[Source records]
··········

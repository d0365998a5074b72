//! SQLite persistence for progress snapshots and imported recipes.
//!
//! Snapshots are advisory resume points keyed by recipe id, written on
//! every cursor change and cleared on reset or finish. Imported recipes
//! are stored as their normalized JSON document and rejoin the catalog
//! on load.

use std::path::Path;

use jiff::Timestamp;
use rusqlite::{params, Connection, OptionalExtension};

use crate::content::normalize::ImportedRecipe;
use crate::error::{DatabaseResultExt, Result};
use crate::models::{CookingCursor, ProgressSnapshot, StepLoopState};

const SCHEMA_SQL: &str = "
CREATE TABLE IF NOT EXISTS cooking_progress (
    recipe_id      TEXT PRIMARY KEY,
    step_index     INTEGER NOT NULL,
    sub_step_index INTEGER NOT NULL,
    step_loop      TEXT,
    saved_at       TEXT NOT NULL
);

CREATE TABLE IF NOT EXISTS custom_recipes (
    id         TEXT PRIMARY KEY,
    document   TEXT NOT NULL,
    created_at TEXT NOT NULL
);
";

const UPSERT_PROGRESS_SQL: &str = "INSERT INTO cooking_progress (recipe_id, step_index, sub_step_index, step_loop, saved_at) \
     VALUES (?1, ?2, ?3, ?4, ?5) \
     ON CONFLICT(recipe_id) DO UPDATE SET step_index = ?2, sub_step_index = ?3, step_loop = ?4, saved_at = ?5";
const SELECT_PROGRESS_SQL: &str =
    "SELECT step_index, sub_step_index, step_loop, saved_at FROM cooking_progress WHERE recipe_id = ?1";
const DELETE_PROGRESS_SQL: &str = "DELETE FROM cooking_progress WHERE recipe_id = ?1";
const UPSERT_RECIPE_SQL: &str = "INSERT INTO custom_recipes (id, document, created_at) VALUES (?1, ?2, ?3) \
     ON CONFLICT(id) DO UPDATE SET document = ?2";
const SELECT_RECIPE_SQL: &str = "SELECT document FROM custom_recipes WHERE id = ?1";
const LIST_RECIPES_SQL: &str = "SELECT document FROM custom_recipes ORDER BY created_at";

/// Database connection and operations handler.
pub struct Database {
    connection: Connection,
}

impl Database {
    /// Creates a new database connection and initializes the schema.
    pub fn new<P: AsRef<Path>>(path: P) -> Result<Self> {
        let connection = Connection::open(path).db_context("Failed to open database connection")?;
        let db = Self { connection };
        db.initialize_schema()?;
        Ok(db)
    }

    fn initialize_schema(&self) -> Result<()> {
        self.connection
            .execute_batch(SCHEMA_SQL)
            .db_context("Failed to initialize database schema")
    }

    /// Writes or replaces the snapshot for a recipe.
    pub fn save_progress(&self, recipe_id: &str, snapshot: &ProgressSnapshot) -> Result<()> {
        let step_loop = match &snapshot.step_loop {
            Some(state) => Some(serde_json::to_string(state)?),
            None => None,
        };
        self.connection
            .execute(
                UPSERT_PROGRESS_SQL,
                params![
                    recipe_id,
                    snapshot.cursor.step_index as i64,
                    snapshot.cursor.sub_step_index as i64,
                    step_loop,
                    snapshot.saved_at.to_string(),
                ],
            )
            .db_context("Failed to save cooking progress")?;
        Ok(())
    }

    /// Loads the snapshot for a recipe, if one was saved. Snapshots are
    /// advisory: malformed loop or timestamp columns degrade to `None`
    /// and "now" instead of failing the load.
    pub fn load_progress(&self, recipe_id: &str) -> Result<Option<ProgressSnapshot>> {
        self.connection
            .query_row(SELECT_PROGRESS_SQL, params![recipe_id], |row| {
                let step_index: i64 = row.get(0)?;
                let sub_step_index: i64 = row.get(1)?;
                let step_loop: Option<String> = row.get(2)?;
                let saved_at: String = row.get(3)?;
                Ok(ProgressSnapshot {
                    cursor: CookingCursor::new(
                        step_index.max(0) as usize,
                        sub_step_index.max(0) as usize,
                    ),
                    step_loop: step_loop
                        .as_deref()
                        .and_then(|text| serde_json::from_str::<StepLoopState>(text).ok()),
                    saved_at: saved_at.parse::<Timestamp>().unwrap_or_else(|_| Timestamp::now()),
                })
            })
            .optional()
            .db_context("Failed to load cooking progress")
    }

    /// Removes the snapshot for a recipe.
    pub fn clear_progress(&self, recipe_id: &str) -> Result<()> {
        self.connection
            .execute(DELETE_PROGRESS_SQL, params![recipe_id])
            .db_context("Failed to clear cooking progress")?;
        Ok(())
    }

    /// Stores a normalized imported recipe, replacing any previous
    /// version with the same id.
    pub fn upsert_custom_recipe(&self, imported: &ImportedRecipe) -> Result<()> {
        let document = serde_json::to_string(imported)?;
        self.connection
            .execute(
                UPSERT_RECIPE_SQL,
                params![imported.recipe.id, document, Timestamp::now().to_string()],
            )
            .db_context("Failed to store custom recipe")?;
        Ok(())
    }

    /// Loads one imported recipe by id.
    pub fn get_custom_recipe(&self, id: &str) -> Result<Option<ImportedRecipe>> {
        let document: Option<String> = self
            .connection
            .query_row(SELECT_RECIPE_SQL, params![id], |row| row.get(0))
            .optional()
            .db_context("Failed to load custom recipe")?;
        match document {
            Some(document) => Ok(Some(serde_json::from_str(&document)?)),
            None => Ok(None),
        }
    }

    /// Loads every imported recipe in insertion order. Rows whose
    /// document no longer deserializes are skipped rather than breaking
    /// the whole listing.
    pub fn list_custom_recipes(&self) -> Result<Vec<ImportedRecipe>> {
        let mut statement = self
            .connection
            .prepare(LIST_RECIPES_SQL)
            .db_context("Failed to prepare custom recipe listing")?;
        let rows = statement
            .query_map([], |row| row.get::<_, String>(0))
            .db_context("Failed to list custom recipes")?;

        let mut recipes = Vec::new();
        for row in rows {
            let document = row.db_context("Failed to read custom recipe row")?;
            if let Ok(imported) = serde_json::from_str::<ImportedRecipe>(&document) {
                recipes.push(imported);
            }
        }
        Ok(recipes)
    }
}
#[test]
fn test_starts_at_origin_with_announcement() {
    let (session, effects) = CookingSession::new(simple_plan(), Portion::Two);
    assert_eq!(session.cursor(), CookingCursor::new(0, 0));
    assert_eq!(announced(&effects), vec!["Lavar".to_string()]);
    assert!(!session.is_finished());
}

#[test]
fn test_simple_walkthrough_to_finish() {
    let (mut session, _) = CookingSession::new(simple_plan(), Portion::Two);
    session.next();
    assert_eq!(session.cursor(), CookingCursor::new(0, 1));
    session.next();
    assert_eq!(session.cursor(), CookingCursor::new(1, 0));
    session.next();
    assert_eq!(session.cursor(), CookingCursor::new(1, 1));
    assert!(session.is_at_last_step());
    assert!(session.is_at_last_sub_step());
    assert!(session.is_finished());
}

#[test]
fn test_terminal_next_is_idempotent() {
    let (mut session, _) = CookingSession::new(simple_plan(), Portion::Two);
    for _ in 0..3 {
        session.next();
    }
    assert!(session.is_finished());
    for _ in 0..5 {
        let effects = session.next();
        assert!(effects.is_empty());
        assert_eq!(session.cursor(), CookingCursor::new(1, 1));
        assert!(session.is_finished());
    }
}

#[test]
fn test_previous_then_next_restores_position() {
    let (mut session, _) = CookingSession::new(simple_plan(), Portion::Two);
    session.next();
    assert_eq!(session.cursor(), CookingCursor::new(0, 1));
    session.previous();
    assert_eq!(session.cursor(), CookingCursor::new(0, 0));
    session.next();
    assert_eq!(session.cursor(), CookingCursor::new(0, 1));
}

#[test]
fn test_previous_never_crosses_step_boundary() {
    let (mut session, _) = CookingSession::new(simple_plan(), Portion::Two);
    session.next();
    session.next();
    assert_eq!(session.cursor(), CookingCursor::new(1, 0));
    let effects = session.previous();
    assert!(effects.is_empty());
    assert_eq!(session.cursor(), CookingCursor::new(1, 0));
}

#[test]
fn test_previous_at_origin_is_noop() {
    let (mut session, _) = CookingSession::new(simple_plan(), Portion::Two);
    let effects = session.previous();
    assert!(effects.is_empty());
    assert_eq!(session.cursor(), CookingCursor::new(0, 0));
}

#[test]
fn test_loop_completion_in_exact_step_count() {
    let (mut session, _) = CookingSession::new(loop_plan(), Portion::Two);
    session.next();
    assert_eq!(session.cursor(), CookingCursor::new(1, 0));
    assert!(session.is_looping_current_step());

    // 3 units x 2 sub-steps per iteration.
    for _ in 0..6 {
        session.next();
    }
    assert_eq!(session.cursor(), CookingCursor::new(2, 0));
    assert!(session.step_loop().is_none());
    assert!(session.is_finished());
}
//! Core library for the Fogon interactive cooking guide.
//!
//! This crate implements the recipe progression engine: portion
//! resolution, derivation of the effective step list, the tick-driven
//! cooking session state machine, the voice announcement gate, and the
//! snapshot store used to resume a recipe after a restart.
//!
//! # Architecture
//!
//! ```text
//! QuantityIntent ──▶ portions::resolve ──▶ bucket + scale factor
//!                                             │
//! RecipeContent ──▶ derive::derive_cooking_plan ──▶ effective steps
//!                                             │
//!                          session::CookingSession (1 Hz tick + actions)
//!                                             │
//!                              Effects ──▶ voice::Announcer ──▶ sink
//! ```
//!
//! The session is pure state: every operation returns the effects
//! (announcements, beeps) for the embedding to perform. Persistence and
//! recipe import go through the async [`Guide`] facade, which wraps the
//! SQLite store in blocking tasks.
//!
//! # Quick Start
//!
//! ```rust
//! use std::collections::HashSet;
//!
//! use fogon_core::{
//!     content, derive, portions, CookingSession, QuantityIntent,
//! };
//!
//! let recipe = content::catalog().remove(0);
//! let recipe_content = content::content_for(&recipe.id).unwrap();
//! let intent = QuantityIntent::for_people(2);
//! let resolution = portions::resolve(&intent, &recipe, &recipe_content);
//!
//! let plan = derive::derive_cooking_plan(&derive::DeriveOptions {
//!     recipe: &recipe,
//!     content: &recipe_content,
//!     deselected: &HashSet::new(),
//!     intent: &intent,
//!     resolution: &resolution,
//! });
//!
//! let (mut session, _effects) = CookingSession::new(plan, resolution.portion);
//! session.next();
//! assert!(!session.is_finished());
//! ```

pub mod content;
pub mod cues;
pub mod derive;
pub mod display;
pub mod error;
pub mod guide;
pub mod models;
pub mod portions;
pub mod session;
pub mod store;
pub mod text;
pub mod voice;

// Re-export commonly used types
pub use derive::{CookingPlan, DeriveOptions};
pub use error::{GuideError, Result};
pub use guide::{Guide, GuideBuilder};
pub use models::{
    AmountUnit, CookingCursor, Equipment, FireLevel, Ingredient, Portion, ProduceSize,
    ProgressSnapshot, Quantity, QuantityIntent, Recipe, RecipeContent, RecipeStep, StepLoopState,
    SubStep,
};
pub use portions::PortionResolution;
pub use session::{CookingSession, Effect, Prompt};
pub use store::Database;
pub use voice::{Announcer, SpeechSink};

··········

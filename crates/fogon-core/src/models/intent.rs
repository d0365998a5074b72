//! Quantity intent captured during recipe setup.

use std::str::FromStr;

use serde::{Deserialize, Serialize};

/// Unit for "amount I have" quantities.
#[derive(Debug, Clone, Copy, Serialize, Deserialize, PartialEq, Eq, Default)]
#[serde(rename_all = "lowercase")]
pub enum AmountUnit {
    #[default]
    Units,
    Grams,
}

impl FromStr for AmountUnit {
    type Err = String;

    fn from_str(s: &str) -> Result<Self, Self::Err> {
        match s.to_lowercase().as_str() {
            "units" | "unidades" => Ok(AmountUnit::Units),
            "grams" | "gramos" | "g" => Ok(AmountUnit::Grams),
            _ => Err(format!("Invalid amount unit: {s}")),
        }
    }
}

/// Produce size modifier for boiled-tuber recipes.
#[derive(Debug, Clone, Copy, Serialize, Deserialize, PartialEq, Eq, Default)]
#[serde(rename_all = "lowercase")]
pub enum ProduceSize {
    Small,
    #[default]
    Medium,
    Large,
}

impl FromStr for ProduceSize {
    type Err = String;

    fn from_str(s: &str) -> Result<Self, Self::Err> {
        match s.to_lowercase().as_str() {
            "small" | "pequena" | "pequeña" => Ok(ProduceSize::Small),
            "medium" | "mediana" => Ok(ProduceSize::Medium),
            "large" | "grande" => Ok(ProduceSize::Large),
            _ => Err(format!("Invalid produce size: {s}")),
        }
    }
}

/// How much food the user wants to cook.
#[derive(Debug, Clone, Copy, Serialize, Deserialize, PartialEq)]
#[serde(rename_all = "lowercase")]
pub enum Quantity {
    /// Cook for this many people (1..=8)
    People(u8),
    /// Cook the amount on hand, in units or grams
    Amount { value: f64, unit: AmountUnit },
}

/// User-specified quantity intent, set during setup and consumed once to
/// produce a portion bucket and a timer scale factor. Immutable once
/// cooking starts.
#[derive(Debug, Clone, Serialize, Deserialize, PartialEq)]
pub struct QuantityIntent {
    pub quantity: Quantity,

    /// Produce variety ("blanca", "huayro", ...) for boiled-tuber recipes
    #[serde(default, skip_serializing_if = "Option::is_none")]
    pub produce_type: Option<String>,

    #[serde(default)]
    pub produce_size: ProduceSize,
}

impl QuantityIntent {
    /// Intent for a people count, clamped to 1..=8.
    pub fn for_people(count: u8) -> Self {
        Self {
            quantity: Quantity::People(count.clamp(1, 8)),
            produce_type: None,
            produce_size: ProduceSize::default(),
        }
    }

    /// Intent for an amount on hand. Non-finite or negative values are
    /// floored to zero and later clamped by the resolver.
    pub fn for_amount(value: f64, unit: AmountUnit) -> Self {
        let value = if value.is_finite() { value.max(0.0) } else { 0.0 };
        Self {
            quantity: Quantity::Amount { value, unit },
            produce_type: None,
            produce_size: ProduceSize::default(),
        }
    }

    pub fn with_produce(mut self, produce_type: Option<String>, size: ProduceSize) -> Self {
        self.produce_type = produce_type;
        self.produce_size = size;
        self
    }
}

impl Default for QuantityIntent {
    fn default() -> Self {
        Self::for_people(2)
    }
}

··········

**YOUR GOAL:** Please return the lines above that run from the line containing "snapshot: &ProgressSnapshot) ->" to the line containing "let sub_step_index: i64", inclusive, exactly and with no other lines.

**SOLVED PROBLEM:**
    pub fn save_progress(&self, recipe_id: &str, snapshot: &ProgressSnapshot) -> Result<()> {
        let step_loop = match &snapshot.step_loop {
            Some(state) => Some(serde_json::to_string(state)?),
            None => None,
        };
        self.connection
            .execute(
                UPSERT_PROGRESS_SQL,
                params![
                    recipe_id,
                    snapshot.cursor.step_index as i64,
                    snapshot.cursor.sub_step_index as i64,
                    step_loop,
                    snapshot.saved_at.to_string(),
                ],
            )
            .db_context("Failed to save cooking progress")?;
        Ok(())
    }

    /// Loads the snapshot for a recipe, if one was saved. Snapshots are
    /// advisory: malformed loop or timestamp columns degrade to `None`
    /// and "now" instead of failing the load.
    pub fn load_progress(&self, recipe_id: &str) -> Result<Option<ProgressSnapshot>> {
        self.connection
            .query_row(SELECT_PROGRESS_SQL, params![recipe_id], |row| {
                let step_index: i64 = row.get(0)?;
                let sub_step_index: i64 = row.get(1)?;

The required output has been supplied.